Nel frattempo, dobbiamo cominciare a dirlo forte e chiaro: i dati mostrano che l’economia della Germania non può sostenere la leale competizione del resto del mondo senza praticare qualche forma di dumping.

Il dumping valutario, ottenuto progettando un sistema che impedisce la rivalutazione della valuta tedesca verso il proprio equilibrio (il che equivale a produrra una continua svalutazionecompetitiva), è solo l’esempio più evidente. Ma ce ne sono molti altri: dumping tecnologico (pensiamo allo scandalo Volkswagen), dumping ecologico (pensiamo alla Germania che inquina spregiudicatamente il resto d’Europa con il suo carbone), dumping regolatorio (pensiamo alle regole di sorveglianza europee, fatte su misura per nascondere la grande quantità di crediti spazzatura nelle piccole banche tedesche).
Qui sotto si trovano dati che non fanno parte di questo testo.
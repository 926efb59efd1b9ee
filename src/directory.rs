use std::collections::{BTreeMap, HashMap};
use std::collections::hash_map::Entry;

use rust_decimal::Decimal;

use crate::{
    Account, AccountError, AccountNumber, AccountSequence, Client, ClientId, Command, CommandType,
    Profile, ProfileError, Statement, WithdrawalLimits,
};

/// Possible errors to occur during directory operations
#[derive(Debug, thiserror::Error, PartialEq, Eq)]
pub enum DirectoryError {
    #[error(transparent)]
    Account(#[from] AccountError),
    #[error(transparent)]
    InvalidProfile(#[from] ProfileError),
    #[error("There's no client with this identifier")]
    ClientNotFound,
    #[error("The referenced account was not found")]
    AccountNotFound,
    #[error("There's already a client with the same identifier")]
    DuplicateIdentity,
    #[error("The command is missing the `{0}` field")]
    MissingField(&'static str),
}

/// The registry of all clients and their accounts
///
/// The directory owns the account number sequence, so numbers are unique
/// across all clients. Every account it opens gets the same withdrawal
/// limits.
#[derive(Debug, Default)]
pub struct Directory {
    /// All registered clients by identifier
    clients: HashMap<ClientId, Client>,
    /// All accounts by number
    accounts: BTreeMap<AccountNumber, Account>,
    sequence: AccountSequence,
    limits: WithdrawalLimits,
}

impl Directory {
    /// Creates a new, empty directory with the default withdrawal limits
    pub fn new() -> Self {
        Self::with_limits(WithdrawalLimits::default())
    }

    /// Creates a new, empty directory opening accounts with `limits`
    pub fn with_limits(limits: WithdrawalLimits) -> Self {
        Self {
            clients: HashMap::new(),
            accounts: BTreeMap::new(),
            sequence: AccountSequence::new(),
            limits,
        }
    }

    /// Registers a new client
    pub fn create_client(&mut self, profile: Profile) -> Result<ClientId, DirectoryError> {
        match self.clients.entry(profile.id.clone()) {
            Entry::Vacant(v) => {
                let id = profile.id.clone();
                tracing::info!(client = %id, "registered client");
                v.insert(Client::new(profile));
                Ok(id)
            }
            Entry::Occupied(_) => Err(DirectoryError::DuplicateIdentity),
        }
    }

    pub fn find_client(&self, id: &ClientId) -> Option<&Client> {
        self.clients.get(id)
    }

    /// Like [`Directory::find_client`], but fails for unknown clients
    pub fn client(&self, id: &ClientId) -> Result<&Client, DirectoryError> {
        self.find_client(id).ok_or(DirectoryError::ClientNotFound)
    }

    /// Opens a new account for a registered client
    ///
    /// No account number is used up if the client is unknown.
    pub fn create_account(&mut self, client_id: &ClientId) -> Result<&Account, DirectoryError> {
        let client = self.clients
            .get_mut(client_id)
            .ok_or(DirectoryError::ClientNotFound)?;
        let number = self.sequence.next();
        client.add_account(number);
        tracing::info!(client = %client_id, account = %number, "opened account");

        let account = Account::open(number, client_id.clone(), self.limits);
        Ok(self.accounts.entry(number).or_insert(account))
    }

    /// The accounts of a client in the order they were opened
    pub fn list_accounts(&self, client_id: &ClientId) -> Result<Vec<&Account>, DirectoryError> {
        self.client(client_id)?
            .accounts()
            .iter()
            .map(|number| self.account(*number))
            .collect()
    }

    /// Resolves the `index`th account of a client
    pub fn select_account(&self, client_id: &ClientId, index: usize) -> Result<AccountNumber, DirectoryError> {
        self.client(client_id)?
            .accounts()
            .get(index)
            .copied()
            .ok_or(DirectoryError::AccountNotFound)
    }

    pub fn account(&self, number: AccountNumber) -> Result<&Account, DirectoryError> {
        self.accounts.get(&number).ok_or(DirectoryError::AccountNotFound)
    }

    pub fn account_mut(&mut self, number: AccountNumber) -> Result<&mut Account, DirectoryError> {
        self.accounts.get_mut(&number).ok_or(DirectoryError::AccountNotFound)
    }

    /// All accounts ordered by number
    pub fn accounts(&self) -> impl Iterator<Item = &Account> {
        self.accounts.values()
    }

    /// Deposits on an account and returns its new balance
    pub fn deposit(&mut self, number: AccountNumber, amount: Decimal) -> Result<Decimal, DirectoryError> {
        Ok(self.account_mut(number)?.deposit(amount)?)
    }

    /// Withdraws from an account and returns its new balance
    pub fn withdraw(&mut self, number: AccountNumber, amount: Decimal) -> Result<Decimal, DirectoryError> {
        Ok(self.account_mut(number)?.withdraw(amount)?)
    }

    pub fn statement(&self, number: AccountNumber) -> Result<Statement, DirectoryError> {
        Ok(self.account(number)?.statement())
    }

    /// Processes one command of a command script
    pub fn handle_command(&mut self, command: Command) -> Result<(), DirectoryError> {
        match command.command_type() {
            CommandType::Register => {
                let profile = Profile::parse(
                    command.client().as_str(),
                    command.name().ok_or(DirectoryError::MissingField("name"))?,
                    command.birth_date().ok_or(DirectoryError::MissingField("birth_date"))?,
                    command.address().ok_or(DirectoryError::MissingField("address"))?,
                )?;
                self.create_client(profile)?;
            }
            CommandType::Open => {
                self.create_account(command.client())?;
            }
            CommandType::Deposit => {
                let (number, amount) = self.resolve_transfer(&command)?;
                self.deposit(number, amount)?;
            }
            CommandType::Withdrawal => {
                let (number, amount) = self.resolve_transfer(&command)?;
                self.withdraw(number, amount)?;
            }
        }

        Ok(())
    }

    /// The account number and amount of a deposit or withdrawal command
    fn resolve_transfer(&self, command: &Command) -> Result<(AccountNumber, Decimal), DirectoryError> {
        let index = command.account().ok_or(DirectoryError::MissingField("account"))?;
        let amount = command.amount().ok_or(DirectoryError::MissingField("amount"))?;
        let number = self.select_account(command.client(), index)?;

        Ok((number, amount))
    }
}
Per far sì che l’economia globale funzioni, tutto questo deve avere una fine. Gli italiani e francesi (e i britannici, e gli americani) possono anche educatamente ammettere il loro status di esseri inferiori se paragonati al popolo tedesco (in particolare, ai giornalisti tedeschi). Ma è comunque evidente che i tedeschi non sono superuomini. Quando certe forme di dumping furono rimosse, la loro economia ne soffrì enormemente (pensiamo a cosa accadde quando collassò il Sistema Monetario Europeo, un altro meccanismo messo su per ostacolare la fisiologica rivalutazione del marco). Meno di un secolo fa un simile mix di austerity (con lo scopo di ottenere moderazione salariale) e retorica suprematista consegnò la Germania nelle mani dei nazisti. È soprattutto nell’interesse di tutti i tedeschi di buona volontà ricordare questo semplice fatto e comportarsi di conseguenza prima che accada di nuovo.

La prima mossa è semplice: dovrebbero diffidare dei loro giornalisti come noi diffidiamo dei nostri. Solo la libertà ci renderà liberi, e non possiamo aspettarci che la verità arrivi da un sistema mediatico dominato da interessi economici disfunzionali.

PS: Per i cialtroni del "Bagnai fa cherry picking!", ecco un quadro più completo dell’andamento dei tassi di cambio nominali dal 1948 al 1998 (fonte: FMI; i cambi nominali bilaterali sono espressi come indice con base 1948=100). In mezzo secolo, solo le valute di Giappone e Svizzera sono riuscite ad apprezzarsi rispetto al marco (e ora rispetto all’euro), e i motivi spero siano sufficientemente ovvi. Tutte le altre hanno avuto una tendenza decrescente, almeno finché è stato loro possibile. Nell'autostrada monetaria internazionale, il vecchietto sclerotico che guida contromano è uno, ed è la Germania. L’euro non è stato concepito per evitare la svalutazione italiana. È stato concepito per impedire la rivalutazione tedesca.